Amyloid and amyloidosisAmyloidosis comprises a heterogeneous group of disorders, some generalized and some localized. Common to all these conditions are deposits of amyloid which may displace, destroy, and replace normal tissues (35, 50, 65). Amyloid is an extracellular, amorphous, eosinophilic, hyalin substance, ubiquitous in distribution (21, 35). Virchow misnamed the substance "amyloid" because he thought that it resembled starch or cellulose (65). Amyloid deposits are composed of proteinaceous fibrils of great chemical diversity (50). These proteins possess distinct properties, including resistance to solution and to proteolytic digestion, a characteristic fibrillar appearance on electron microscopy (34) and an antiparellel beta-pleated sheet conformation as indicated by x-ray crystallography and infrared spectroscopy (e.g. 18, 40). Amyloid deposition is the first pathologic process to be described with manifestations that are dependent on a specific and unique protein conformation (36, 50), and Glenner (50) has suggested the term "beta-fibrillosis" for this disease complex.

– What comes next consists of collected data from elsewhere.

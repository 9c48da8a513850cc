//! Data model for the calendar view: locally created events and the free
//! slots reported by the backend.

use chrono::{NaiveDate, NaiveDateTime, Timelike};
use serde::{Deserialize, Serialize};

/// A study-session event created during this session. Created only once
/// the backend acknowledges the creation request and never mutated
/// afterwards. Not persisted anywhere.
#[derive(Debug, Clone, PartialEq, Eq, Serialize, Deserialize)]
pub struct EventRecord {
    pub id: String,
    pub title: String,
    /// Wall-clock start, `HH:MM`.
    pub start_time: String,
    /// Wall-clock end, `HH:MM`.
    pub end_time: String,
    /// Canonical date key for same-day comparisons.
    pub date: NaiveDate,
}

impl EventRecord {
    pub fn start_hour(&self) -> Option<u8> {
        hour_component(&self.start_time)
    }

    pub fn end_hour(&self) -> Option<u8> {
        hour_component(&self.end_time)
    }
}

/// A contiguous interval the backend reports as unscheduled, as a pair of
/// ISO-8601 timestamps. Replaced wholesale by every query response and
/// cleared on error.
#[derive(Debug, Clone, PartialEq, Eq, Serialize, Deserialize)]
pub struct FreeSlot {
    pub start: String,
    pub end: String,
}

impl FreeSlot {
    pub fn start_time(&self) -> Option<NaiveDateTime> {
        parse_timestamp(&self.start)
    }

    pub fn end_time(&self) -> Option<NaiveDateTime> {
        parse_timestamp(&self.end)
    }

    pub fn start_hour(&self) -> Option<u8> {
        self.start_time().map(|t| t.hour() as u8)
    }

    pub fn end_hour(&self) -> Option<u8> {
        self.end_time().map(|t| t.hour() as u8)
    }

    /// Display form of the start, e.g. `09:00`.
    pub fn display_start(&self) -> Option<String> {
        self.start_time().map(|t| t.format("%H:%M").to_string())
    }

    /// Display form of the end, e.g. `12:00`.
    pub fn display_end(&self) -> Option<String> {
        self.end_time().map(|t| t.format("%H:%M").to_string())
    }
}

/// Input for a free-time query. The email is a free-form identity the
/// backend uses to resolve which calendar to look at.
#[derive(Debug, Clone)]
pub struct FreeTimeQuery {
    /// `YYYY-MM-DD`
    pub date: String,
    /// `HH:MM`
    pub start_time: String,
    /// `HH:MM`
    pub end_time: String,
    pub email: String,
}

/// Input for an event creation request, before it has been acknowledged
/// by the backend.
#[derive(Debug, Clone)]
pub struct EventCandidate {
    /// `YYYY-MM-DD`
    pub date: String,
    /// `HH:MM`, or a full ISO timestamp which is passed through as-is.
    pub start_time: String,
    /// `HH:MM`, or a full ISO timestamp which is passed through as-is.
    pub end_time: String,
    pub title: String,
    pub description: String,
}

/// The three outcomes of a free-time query the backend can report.
/// Authorization-required is a distinct third state, not an error.
#[derive(Debug, Clone, PartialEq, Eq)]
pub enum FreeTimeOutcome {
    Slots(Vec<FreeSlot>),
    Failed(String),
    AuthRequired(String),
}

/// Truncated hour of an `HH:MM` string. The grid compares events by
/// starting hour only, so `09:30` occupies the `09:00` slot.
pub(crate) fn hour_component(time: &str) -> Option<u8> {
    let hour: u8 = time.split(':').next()?.trim().parse().ok()?;
    if hour < 24 { Some(hour) } else { None }
}

/// Lenient ISO-8601 parsing: the backend sometimes sends timestamps with
/// an offset, sometimes without. The wall-clock time is kept as written.
pub(crate) fn parse_timestamp(value: &str) -> Option<NaiveDateTime> {
    if let Ok(t) = chrono::DateTime::parse_from_rfc3339(value) {
        return Some(t.naive_local());
    }
    if let Ok(t) = NaiveDateTime::parse_from_str(value, "%Y-%m-%dT%H:%M:%S%.f") {
        return Some(t);
    }
    NaiveDateTime::parse_from_str(value, "%Y-%m-%dT%H:%M").ok()
}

Amyloid can be deposited without clinical consequences or may involve virtually any organ system of the body leading to potentially fatal changes. Of course, the disease may also fall between these two extremes. The tissue changes are qualitatively indistinguishable in the various forms of amyloidosis (49). In each instance, the main effects of amyloid seem to be mediated by the compression of adjacent cells and tissues (50), and possibly also by vascular involvement interfering with blood supply (49). The diverse patterns of distribution of amyloid deposits to different organs seem to account for the various clinical manifestations of these syndromes. The worldwide incidence and prevalence of amyloidosis is unknown, but amyloid deposition may come to be regarded as a more important cause of human illness than is realized today (36, 50). The diagnosis of amyloidosis is established by demonstration of green birefringence of tissue specimens stained with Congo red and examined by polarization microscopy (36, 50). The beta-pleated sheet conformation is responsible for this staining reaction (82).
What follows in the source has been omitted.